Já assinalámos a sua inquietação por causa do comércio e dos turistas.

Além disso, as autoridades evidenciaram uma intenção de minimizar a dimensão da manifestação e, assim, enfraquecê-la.

Primeiro, o Governo e os dirigentes de certos serviços públicos procuraram subtrair à manifestação os trabalhadores da Administração Pública, tomando a inédita iniciativa de marcarem para o mesmo dia actividades lúdicas destinadas àqueles trabalhadores. De acordo com denúncias feitas publicamente por Pereira Coutinho, Presidente da Associação dos Trabalhadores da Função Pública de Macau (ATFPM) e deputado à Assembleia Legislativa eleito por sufrágio directo, os trabalhadores de alguns serviços públicos teriam mesmo sofrido pressões dos seus superiores para não participarem na manifestação. Esta denúncia, como seria de esperar, foi desmentida pelo Governo, pela voz da Secretária para a Administração e Justiça (que logo a seguir aconselhou os trabalhadores da Administração Pública a aproveitar o feriado para descansarem), mas o facto é que a dita denúncia quadra mais à realidade que nós próprios conhecemos da Administração Pública da RAEM, com base na nossa experiência passada, do que o desmentido do Governo.

Depois, as autoridades policiais vieram a segmentar o desfile e a bloquear as ruelas laterais: segmentaram o desfile, logo na Avenida Almirante Lacerda, dividindo os manifestantes em dois e depois em três grupos, mantendo-os separados por longos intervalos e impedindo, através de cordões policiais, o seu reagrupamento; e bloquearam as ruelas laterais, também através de cordões policiais, impedindo as pessoas que aí se encontravam, nomeadamente por aí residirem, de sair para a Avenida Almirante Lacerda ou para a Rua da Ribeira do Patane, fosse para se juntarem à marcha, fosse para irem a outro lado qualquer.

Todo o exposto nos leva a crer que a finalidade que presidiu à decisão do Comandante da PSP de alterar o trajecto da manifestação não foi assegurar “o bom ordenamento do trânsito de pessoas e de veículos nas vias públicas”, conforme exige a lei (artigo 8.º/2 da LDRM), mas foi manter a manifestação afastada dos lugares mais frequentados pelos turistas e, sobretudo, minimizar a sua dimensão, o seu impacto na opinião pública e os seus possíveis efeitos políticos.

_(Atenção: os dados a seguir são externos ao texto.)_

//! Skillbox MCP Server
//!
//! An MCP server that publishes a [`Toolbox`] over the Model Context Protocol:
//! the `skill` tool for loading skill instructions, and `bash`, `read_file`
//! and `write_file` for working in the sandbox.

use std::path::PathBuf;
use std::sync::Arc;

use rmcp::{
    ErrorData as McpError, ServerHandler,
    model::*,
    service::{RequestContext, RoleServer},
};
use skillbox::skills::{self, DEFAULT_MOUNT, Discovery};
use skillbox::{SandboxConfig, SetupError, ToolDefinition, ToolError, Toolbox};

/// Everything needed to bring the server up.
#[derive(Debug, Clone, Default)]
pub struct ServerConfig {
    /// Sandbox settings.
    pub sandbox: SandboxConfig,
    /// Directory of skill bundles. `None` serves no skills.
    pub skills_dir: Option<PathBuf>,
}

/// Errors while starting the server.
#[derive(Debug, thiserror::Error)]
pub enum StartError {
    /// The sandbox could not be created.
    #[error(transparent)]
    Sandbox(#[from] skillbox::SandboxError),
    /// Skill discovery or upload failed.
    #[error(transparent)]
    Setup(#[from] SetupError),
}

/// MCP server exposing the skillbox tools.
#[derive(Clone)]
pub struct SkillboxServer {
    toolbox: Arc<Toolbox>,
}

impl std::fmt::Debug for SkillboxServer {
    fn fmt(&self, f: &mut std::fmt::Formatter<'_>) -> std::fmt::Result {
        f.debug_struct("SkillboxServer")
            .field("toolbox", &self.toolbox)
            .finish()
    }
}

impl SkillboxServer {
    /// Serve an already initialized toolbox.
    pub fn new(toolbox: Toolbox) -> Self {
        Self {
            toolbox: Arc::new(toolbox),
        }
    }

    /// Build the sandbox, discover and upload skills, and return a server.
    pub async fn start(config: &ServerConfig) -> Result<Self, StartError> {
        let sandbox = Arc::new(config.sandbox.build().await?);

        let discovery = match &config.skills_dir {
            Some(dir) => skills::discover_at(dir, DEFAULT_MOUNT)
                .await
                .map_err(SetupError::from)?,
            None => Discovery::default(),
        };

        let mut toolbox = Toolbox::new(sandbox);
        toolbox.initialize(discovery).await?;
        Ok(Self::new(toolbox))
    }

    /// The toolbox behind this server.
    pub fn toolbox(&self) -> &Toolbox {
        &self.toolbox
    }

    fn to_mcp_tool(definition: ToolDefinition) -> Tool {
        let input_schema = match definition.parameters {
            serde_json::Value::Object(map) => Arc::new(map),
            _ => Arc::new(serde_json::Map::new()),
        };
        let title = match definition.name.as_str() {
            "skill" => Some("Load Skill Instructions".into()),
            "bash" => Some("Run Shell Command".into()),
            "read_file" => Some("Read File".into()),
            "write_file" => Some("Write File".into()),
            _ => None,
        };

        Tool {
            name: definition.name.into(),
            title,
            description: Some(definition.description.into()),
            input_schema,
            output_schema: None,
            annotations: None,
            icons: None,
            meta: None,
        }
    }

    /// Tools as advertised over MCP.
    pub fn tools(&self) -> Vec<Tool> {
        self.toolbox
            .definitions()
            .into_iter()
            .map(Self::to_mcp_tool)
            .collect()
    }

    /// Run a tool call and convert the outcome to MCP terms.
    pub async fn call(
        &self,
        name: &str,
        arguments: Option<JsonObject>,
    ) -> Result<CallToolResult, McpError> {
        let arguments = arguments
            .map(serde_json::Value::Object)
            .unwrap_or(serde_json::Value::Null);

        match self.toolbox.invoke(name, arguments).await {
            Ok(output) if output.is_error => Ok(CallToolResult::error(vec![Content::text(output.text)])),
            Ok(output) => Ok(CallToolResult::success(vec![Content::text(output.text)])),
            Err(e @ (ToolError::Validation { .. } | ToolError::UnknownTool(_))) => {
                Err(McpError::invalid_params(e.to_string(), None))
            }
            Err(e) => Err(McpError::internal_error(e.to_string(), None)),
        }
    }
}

impl ServerHandler for SkillboxServer {
    fn get_info(&self) -> ServerInfo {
        let mut instructions = String::from(
            "Skillbox provides skills and a sandboxed shell. Call 'skill' with a skill name to \
            read its instructions, then use 'bash' to run its scripts from /skills/<name>/. \
            The shell supports pipes, redirects and common utilities like cat, grep, cut, sort, \
            uniq, head, tail and wc. It cannot reach the network or the host filesystem.",
        );
        let index = self.toolbox.skill_index();
        if !index.is_empty() {
            instructions.push_str("\n\nAvailable skills:\n");
            instructions.push_str(&index);
        }

        ServerInfo {
            protocol_version: ProtocolVersion::LATEST,
            capabilities: ServerCapabilities::builder().enable_tools().build(),
            server_info: Implementation::from_build_env(),
            instructions: Some(instructions),
        }
    }

    async fn list_tools(
        &self,
        _request: Option<PaginatedRequestParam>,
        _context: RequestContext<RoleServer>,
    ) -> Result<ListToolsResult, McpError> {
        Ok(ListToolsResult {
            tools: self.tools(),
            next_cursor: None,
            meta: None,
        })
    }

    async fn call_tool(
        &self,
        request: CallToolRequestParam,
        _context: RequestContext<RoleServer>,
    ) -> Result<CallToolResult, McpError> {
        self.call(request.name.as_ref(), request.arguments).await
    }
}

#[cfg(test)]
#[allow(clippy::unwrap_used, clippy::expect_used)]
mod tests {
    use std::fs;

    use serde_json::json;

    use super::*;

    fn args(value: serde_json::Value) -> Option<JsonObject> {
        match value {
            serde_json::Value::Object(map) => Some(map),
            _ => None,
        }
    }

    fn text(result: &CallToolResult) -> String {
        result.content[0]
            .as_text()
            .map(|t| t.text.clone())
            .expect("text content")
    }

    async fn server_with_skill() -> (tempfile::TempDir, SkillboxServer) {
        let dir = tempfile::tempdir().unwrap();
        fs::create_dir_all(dir.path().join("csv")).unwrap();
        fs::write(
            dir.path().join("csv/SKILL.md"),
            "---\nname: csv\ndescription: CSV tools\n---\nRun sort.\n",
        )
        .unwrap();

        let config = ServerConfig {
            skills_dir: Some(dir.path().to_path_buf()),
            ..ServerConfig::default()
        };
        let server = SkillboxServer::start(&config).await.unwrap();
        (dir, server)
    }

    #[tokio::test]
    async fn test_tools_have_schemas() {
        let (_dir, server) = server_with_skill().await;
        let tools = server.tools();
        let names: Vec<&str> = tools.iter().map(|t| t.name.as_ref()).collect();
        assert_eq!(names, vec!["skill", "bash", "read_file", "write_file"]);
        assert!(tools[1].input_schema.contains_key("properties"));
        assert!(tools[0]
            .description
            .as_deref()
            .unwrap()
            .contains("csv    CSV tools"));
    }

    #[tokio::test]
    async fn test_call_outcomes() {
        let (_dir, server) = server_with_skill().await;

        let result = server.call("skill", args(json!({"name": "csv"}))).await.unwrap();
        assert_eq!(text(&result), "Run sort.");
        assert_ne!(result.is_error, Some(true));

        let result = server
            .call("bash", args(json!({"command": "ls /nope"})))
            .await
            .unwrap();
        assert_eq!(result.is_error, Some(true));

        let err = server.call("bash", None).await.unwrap_err();
        assert_eq!(err.code, ErrorCode::INVALID_PARAMS);

        let err = server.call("exec", args(json!({}))).await.unwrap_err();
        assert_eq!(err.code, ErrorCode::INVALID_PARAMS);
    }

    #[tokio::test]
    async fn test_instructions_list_skills() {
        let (_dir, server) = server_with_skill().await;
        let info = server.get_info();
        assert!(info.instructions.unwrap().contains("csv    CSV tools"));
    }
}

Se tal corresponder à verdade dos factos, a mencionada decisão estará viciada de desvio de poder, daí derivando a sanção de anulabilidade (artigo 124.º do CPA).

c) Conteúdo

Como salientámos anteriormente, o exercício de um poder discricionário, em virtude da diversidade de opções que faculta ao seu titular, exige deste uma especial atenção a parâmetros legais de elevada abstracção: os direitos fundamentais dos cidadãos e os princípios gerais de Direito Administrativo.

O respeito pelos direitos dos cidadãos – tanto pelos seus direitos fundamentais como não fundamentais – figura, aliás, entre os próprios princípios gerais de Direito Administrativo elencados no CPA. Esse princípio é formulado no artigo 4.º.

Um acto da Administração que ofenda um direito fundamental dentro do seu âmbito de protecção constitucional e legal (isto é, dentro dos limites em que ele se encontra tutelado pelas normas constitucionais e legais) é logicamente inválido. Tratando-se de um acto administrativo, ele é nulo, se ofender o conteúdo essencial do direito (artigo 122.º/2, d), do CPA), e anulável, se apenas ofender o seu conteúdo periférico (artigo 124.º do CPA).

O conteúdo essencial de um direito fundamental é constituído pelas formas típicas de exercício do mesmo (Vieira de Andrade, Os Direitos Fundamentais na Constituição Portuguesa de 1976, reimpressão, Livraria Almedina, Coimbra, 1987, página 223). Ele constitui um núcleo intangível do respectivo direito, não podendo, por isso, ser atingido por qualquer restrição legal. Por outras palavras, ele tem de ser sempre conservado dentro do âmbito de protecção normativa do respectivo direito. Por conseguinte, qualquer norma legal que porventura venha a restringir esse direito deverá ser interpretada, tanto quanto possível, em termos que não afectem o seu conteúdo essencial; se ela realmente não puder ser interpretada de tal modo, então deverá ser reputada inconstitucional e desaplicada.